[[ Data extract, beginning ]]

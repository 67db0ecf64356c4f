//! Term-frequency ranking over a batch of free-text responses.

use std::collections::HashMap;

use log::debug;

use crate::config::{AggregationRules, TermCount, TieBreakMode};

/// Common English function words that carry no signal in a ranking.
pub const STOP_WORDS: [&str; 89] = [
    "a", "an", "the", "and", "but", "or", "for", "nor", "on", "at", "to", "by", "is", "are", "was",
    "were", "be", "been", "being", "have", "has", "had", "i", "you", "he", "she", "it", "we",
    "they", "my", "your", "his", "her", "its", "our", "their", "this", "that", "these", "those",
    "of", "in", "with", "about", "against", "between", "into", "through", "during", "before",
    "after", "above", "below", "from", "up", "down", "out", "off", "over", "under", "again",
    "further", "then", "once", "here", "there", "when", "where", "why", "how", "all", "any",
    "both", "each", "few", "more", "most", "other", "some", "such", "no", "not", "only", "own",
    "same", "so", "than", "too", "very",
];

pub fn is_stop_word(token: &str) -> bool {
    STOP_WORDS.contains(&token)
}

fn is_word_char(c: char) -> bool {
    c.is_alphanumeric() || c == '_'
}

/// Lowercases the text, removes punctuation and returns the tokens that
/// survive the length and stop-word filters, in reading order.
pub fn tokenize(text: &str, rules: &AggregationRules) -> Vec<String> {
    let cleaned: String = text
        .to_lowercase()
        .chars()
        .filter(|c| is_word_char(*c) || c.is_whitespace())
        .collect();
    cleaned
        .split_whitespace()
        .filter(|tok| tok.chars().count() >= rules.min_token_chars && !is_stop_word(tok))
        .map(|tok| tok.to_string())
        .collect()
}

/// Ranks the terms used across all the texts.
///
/// Only the terms appearing at least `rules.min_count` times are kept. The result is
/// sorted by decreasing count and holds at most `rules.max_terms` entries. An empty
/// input gives an empty ranking.
pub fn aggregate_responses<S: AsRef<str>>(texts: &[S], rules: &AggregationRules) -> Vec<TermCount> {
    let joined = texts
        .iter()
        .map(|t| t.as_ref())
        .collect::<Vec<&str>>()
        .join(" ");
    let tokens = tokenize(&joined, rules);

    // term -> (count, position of the first occurrence)
    let mut counts: HashMap<&str, (u64, usize)> = HashMap::new();
    for (pos, tok) in tokens.iter().enumerate() {
        let e = counts.entry(tok.as_str()).or_insert((0, pos));
        e.0 += 1;
    }
    debug!(
        "aggregate_responses: {} texts, {} tokens, {} distinct terms",
        texts.len(),
        tokens.len(),
        counts.len()
    );

    let mut ranked: Vec<(&str, u64, usize)> = counts
        .into_iter()
        .filter(|(_, (count, _))| *count >= rules.min_count)
        .map(|(term, (count, first_seen))| (term, count, first_seen))
        .collect();

    match rules.tiebreak_mode {
        TieBreakMode::Alphabetical => {
            ranked.sort_by(|a, b| b.1.cmp(&a.1).then_with(|| a.0.cmp(b.0)));
        }
        TieBreakMode::FirstSeen => {
            ranked.sort_by(|a, b| b.1.cmp(&a.1).then_with(|| a.2.cmp(&b.2)));
        }
    }
    ranked.truncate(rules.max_terms);

    ranked
        .into_iter()
        .map(|(term, count, _)| TermCount::new(term, count))
        .collect()
}

#[cfg(test)]
mod tests {
    use super::*;

    fn init() {
        let _ = env_logger::builder().is_test(true).try_init();
    }

    fn pairs(res: &[TermCount]) -> Vec<(&str, u64)> {
        res.iter().map(|tc| (tc.term.as_str(), tc.count)).collect()
    }

    #[test]
    fn empty_input() {
        init();
        let texts: Vec<String> = vec![];
        assert!(aggregate_responses(&texts, &AggregationRules::DEFAULT_RULES).is_empty());
    }

    #[test]
    fn only_stop_words_and_short_tokens() {
        init();
        let res = aggregate_responses(&["the a an", "to by at"], &AggregationRules::DEFAULT_RULES);
        assert!(res.is_empty());
    }

    #[test]
    fn single_response_has_no_repeated_terms() {
        let res = aggregate_responses(&["Blue is great"], &AggregationRules::DEFAULT_RULES);
        assert!(res.is_empty());
    }

    #[test]
    fn stop_word_table() {
        assert!(is_stop_word("the"));
        assert!(is_stop_word("between"));
        assert!(is_stop_word("very"));
        assert!(!is_stop_word("blue"));
        let distinct: std::collections::HashSet<&str> = STOP_WORDS.iter().cloned().collect();
        assert_eq!(distinct.len(), STOP_WORDS.len());
    }

    #[test]
    fn punctuation_and_case_are_ignored() {
        let res = aggregate_responses(
            &["Blue! Blue, and more BLUE.", "green? green", "red"],
            &AggregationRules::DEFAULT_RULES,
        );
        assert_eq!(pairs(&res), vec![("blue", 3), ("green", 2)]);
    }

    #[test]
    fn apostrophes_are_removed_not_split() {
        let res = aggregate_responses(&["don't stop", "dont worry"], &AggregationRules::DEFAULT_RULES);
        assert_eq!(pairs(&res), vec![("dont", 2)]);
    }

    #[test]
    fn word_characters_survive() {
        let res = aggregate_responses(
            &["snake_case 2024 café", "snake_case 2024 café"],
            &AggregationRules::DEFAULT_RULES,
        );
        assert_eq!(pairs(&res), vec![("2024", 2), ("café", 2), ("snake_case", 2)]);
    }

    #[test]
    fn ranking_is_descending() {
        let res = aggregate_responses(
            &[
                "coffee coffee coffee tea",
                "tea coffee water",
                "water juice juice",
            ],
            &AggregationRules::DEFAULT_RULES,
        );
        assert_eq!(
            pairs(&res),
            vec![("coffee", 4), ("juice", 2), ("tea", 2), ("water", 2)]
        );
    }

    #[test]
    fn first_seen_tiebreak() {
        let rules = AggregationRules {
            tiebreak_mode: TieBreakMode::FirstSeen,
            ..AggregationRules::DEFAULT_RULES
        };
        let res = aggregate_responses(&["water tea", "tea water juice juice"], &rules);
        assert_eq!(pairs(&res), vec![("water", 2), ("tea", 2), ("juice", 2)]);
    }

    #[test]
    fn order_independent() {
        let texts = vec![
            "Pizza is the best food",
            "I like pizza and pasta",
            "pasta pasta everywhere",
            "best pizza in town",
            "food trucks",
        ];
        let expected = aggregate_responses(&texts, &AggregationRules::DEFAULT_RULES);
        let mut reversed = texts.clone();
        reversed.reverse();
        assert_eq!(
            aggregate_responses(&reversed, &AggregationRules::DEFAULT_RULES),
            expected
        );
        let rotated: Vec<&str> = texts[2..].iter().chain(texts[..2].iter()).cloned().collect();
        assert_eq!(
            aggregate_responses(&rotated, &AggregationRules::DEFAULT_RULES),
            expected
        );
    }

    #[test]
    fn capped_and_thresholded() {
        // 60 distinct terms, each repeated a different number of times (2..=61).
        let texts: Vec<String> = (0..60)
            .map(|i| vec![format!("term{:03}", i); i + 2].join(" "))
            .collect();
        let res = aggregate_responses(&texts, &AggregationRules::DEFAULT_RULES);
        assert_eq!(res.len(), 50);
        assert!(res.iter().all(|tc| tc.count >= 2));
        assert!(res.windows(2).all(|w| w[0].count >= w[1].count));
        assert_eq!(res[0], TermCount::new("term059", 61));
        assert_eq!(res[49], TermCount::new("term010", 12));
    }

    #[test]
    fn configurable_threshold() {
        let rules = AggregationRules {
            min_count: 1,
            ..AggregationRules::DEFAULT_RULES
        };
        let res = aggregate_responses(&["Blue is great"], &rules);
        assert_eq!(pairs(&res), vec![("blue", 1), ("great", 1)]);
    }
}
// ********* Records ***********

use std::fmt::Display;
use std::str::FromStr;
use std::time::Duration;

use chrono::{DateTime, Utc};
use serde::{Deserialize, Serialize};
use snafu::Snafu;
use uuid::Uuid;

/// Opaque identity of a poll. Distinct from the public [`Poll::code`].
#[derive(Eq, PartialEq, Debug, Clone, Copy, Hash, Ord, PartialOrd, Serialize, Deserialize)]
#[serde(transparent)]
pub struct PollId(pub Uuid);

impl PollId {
    pub fn new() -> PollId {
        PollId(Uuid::new_v4())
    }
}

impl Default for PollId {
    fn default() -> Self {
        PollId::new()
    }
}

impl Display for PollId {
    fn fmt(&self, f: &mut std::fmt::Formatter<'_>) -> std::fmt::Result {
        write!(f, "{}", self.0)
    }
}

impl FromStr for PollId {
    type Err = uuid::Error;
    fn from_str(s: &str) -> Result<Self, Self::Err> {
        Uuid::parse_str(s.trim()).map(PollId)
    }
}

#[derive(Eq, PartialEq, Debug, Clone, Copy, Hash, Serialize, Deserialize)]
#[serde(transparent)]
pub struct ResponseId(pub Uuid);

impl ResponseId {
    pub fn new() -> ResponseId {
        ResponseId(Uuid::new_v4())
    }
}

impl Default for ResponseId {
    fn default() -> Self {
        ResponseId::new()
    }
}

impl Display for ResponseId {
    fn fmt(&self, f: &mut std::fmt::Formatter<'_>) -> std::fmt::Result {
        write!(f, "{}", self.0)
    }
}

#[derive(Eq, PartialEq, Debug, Clone, Copy, Hash, Serialize, Deserialize)]
#[serde(rename_all = "camelCase")]
pub enum PollStatus {
    Active,
    Closed,
}

impl Display for PollStatus {
    fn fmt(&self, f: &mut std::fmt::Formatter<'_>) -> std::fmt::Result {
        match self {
            PollStatus::Active => write!(f, "active"),
            PollStatus::Closed => write!(f, "closed"),
        }
    }
}

/// The lifecycle state of a poll.
///
/// The closing timestamp only exists inside the `Closed` variant, so a poll can never
/// be active with a closing date, or closed without one.
#[derive(Eq, PartialEq, Debug, Clone, Serialize, Deserialize)]
#[serde(tag = "status", rename_all = "camelCase")]
pub enum PollState {
    Active,
    Closed {
        #[serde(rename = "closedAt")]
        closed_at: DateTime<Utc>,
    },
}

/// One ranked term of the word-frequency aggregate.
#[derive(Eq, PartialEq, Debug, Clone, Hash, Serialize, Deserialize)]
pub struct TermCount {
    pub term: String,
    pub count: u64,
}

impl TermCount {
    pub fn new(term: &str, count: u64) -> TermCount {
        TermCount {
            term: term.to_string(),
            count,
        }
    }
}

#[derive(Eq, PartialEq, Debug, Clone, Serialize, Deserialize)]
#[serde(rename_all = "camelCase")]
pub struct Poll {
    pub id: PollId,
    pub question: String,
    /// Public short code used by respondents. Never changes after creation.
    pub code: String,
    #[serde(flatten)]
    pub state: PollState,
    pub created_at: DateTime<Utc>,
    /// Set by the first successful close. Kept across reopening.
    pub word_frequencies: Option<Vec<TermCount>>,
    pub summary_text: Option<String>,
}

impl Poll {
    /// A fresh active poll, without any aggregate.
    pub fn new(question: &str, code: &str, created_at: DateTime<Utc>) -> Poll {
        Poll {
            id: PollId::new(),
            question: question.to_string(),
            code: code.to_string(),
            state: PollState::Active,
            created_at,
            word_frequencies: None,
            summary_text: None,
        }
    }

    pub fn status(&self) -> PollStatus {
        match self.state {
            PollState::Active => PollStatus::Active,
            PollState::Closed { .. } => PollStatus::Closed,
        }
    }

    pub fn closed_at(&self) -> Option<DateTime<Utc>> {
        match self.state {
            PollState::Active => None,
            PollState::Closed { closed_at } => Some(closed_at),
        }
    }

    pub fn is_closed(&self) -> bool {
        self.status() == PollStatus::Closed
    }
}

#[derive(Eq, PartialEq, Debug, Clone, Serialize, Deserialize)]
#[serde(rename_all = "camelCase")]
pub struct Response {
    pub id: ResponseId,
    pub poll_id: PollId,
    pub text: String,
    pub created_at: DateTime<Utc>,
}

impl Response {
    pub fn new(poll_id: PollId, text: &str, created_at: DateTime<Utc>) -> Response {
        Response {
            id: ResponseId::new(),
            poll_id,
            text: text.to_string(),
            created_at,
        }
    }
}

// ******** Read models *********

/// A poll together with the number of responses it collected.
#[derive(Eq, PartialEq, Debug, Clone, Serialize, Deserialize)]
#[serde(rename_all = "camelCase")]
pub struct PollSummary {
    #[serde(flatten)]
    pub poll: Poll,
    pub response_count: u64,
}

/// A poll with all its responses, newest first.
#[derive(Eq, PartialEq, Debug, Clone, Serialize, Deserialize)]
#[serde(rename_all = "camelCase")]
pub struct PollDetail {
    #[serde(flatten)]
    pub poll: Poll,
    pub responses: Vec<Response>,
}

// ******** Errors *********

/// Errors returned by the lifecycle operations and by repositories.
#[derive(Debug, Snafu)]
#[snafu(visibility(pub(crate)))]
pub enum PollError {
    #[snafu(display("Invalid input: {reason}"))]
    Validation { reason: String },

    #[snafu(display("No poll found for {key}"))]
    NotFound { key: String },

    #[snafu(display("Poll {id} is {status}, cannot {action} it"))]
    InvalidState {
        id: PollId,
        status: PollStatus,
        action: &'static str,
    },

    #[snafu(display("Poll {code} is closed and not accepting responses"))]
    ClosedPoll { code: String },

    #[snafu(display("Failed to generate a unique poll code after {attempts} attempts"))]
    Exhausted { attempts: u32 },

    #[snafu(display("Only an administrator may {action}"))]
    Unauthorized { action: &'static str },

    #[snafu(display("Storage failure: {message}"))]
    Storage { message: String },
}

pub type PollResult<T> = Result<T, PollError>;

/// Failure of a summary provider. Absorbed by the close transition.
#[derive(Debug, Snafu)]
#[snafu(visibility(pub(crate)))]
pub enum SummaryError {
    #[snafu(display("Summary service unavailable: {reason}"))]
    ServiceUnavailable { reason: String },
}

// ********* Configuration **********

/// How terms with the same count are ordered in the ranking.
#[derive(Eq, PartialEq, Debug, Clone, Copy)]
pub enum TieBreakMode {
    /// Equal counts are sorted by term. The output does not depend on the order
    /// of the responses.
    Alphabetical,
    /// Equal counts keep the order in which the terms first appear in the joined text.
    FirstSeen,
}

#[derive(Eq, PartialEq, Debug, Clone)]
pub struct AggregationRules {
    /// Terms seen fewer times than this are dropped.
    pub min_count: u64,
    /// Size cap of the ranking.
    pub max_terms: usize,
    /// Tokens shorter than this (in characters) are dropped.
    pub min_token_chars: usize,
    pub tiebreak_mode: TieBreakMode,
}

impl AggregationRules {
    pub const DEFAULT_RULES: AggregationRules = AggregationRules {
        min_count: 2,
        max_terms: 50,
        min_token_chars: 3,
        tiebreak_mode: TieBreakMode::Alphabetical,
    };
}

impl Default for AggregationRules {
    fn default() -> Self {
        AggregationRules::DEFAULT_RULES
    }
}

#[derive(Eq, PartialEq, Debug, Clone, Copy)]
pub struct CodeRules {
    pub length: usize,
    pub max_attempts: u32,
}

impl CodeRules {
    pub const DEFAULT_RULES: CodeRules = CodeRules {
        length: 6,
        max_attempts: 10,
    };
}

impl Default for CodeRules {
    fn default() -> Self {
        CodeRules::DEFAULT_RULES
    }
}

#[derive(Eq, PartialEq, Debug, Clone)]
pub struct ServiceConfig {
    pub aggregation: AggregationRules,
    pub codes: CodeRules,
    /// Deadline for one call to the summary provider. `None` waits indefinitely.
    pub summary_timeout: Option<Duration>,
}

impl ServiceConfig {
    pub const DEFAULT: ServiceConfig = ServiceConfig {
        aggregation: AggregationRules::DEFAULT_RULES,
        codes: CodeRules::DEFAULT_RULES,
        summary_timeout: None,
    };
}

impl Default for ServiceConfig {
    fn default() -> Self {
        ServiceConfig::DEFAULT
    }
}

[[ Data extract, end ]]

Exercise goal — Within the entries, how many lines contain the word "green"? Answer with a number alone.

Exercise result — 2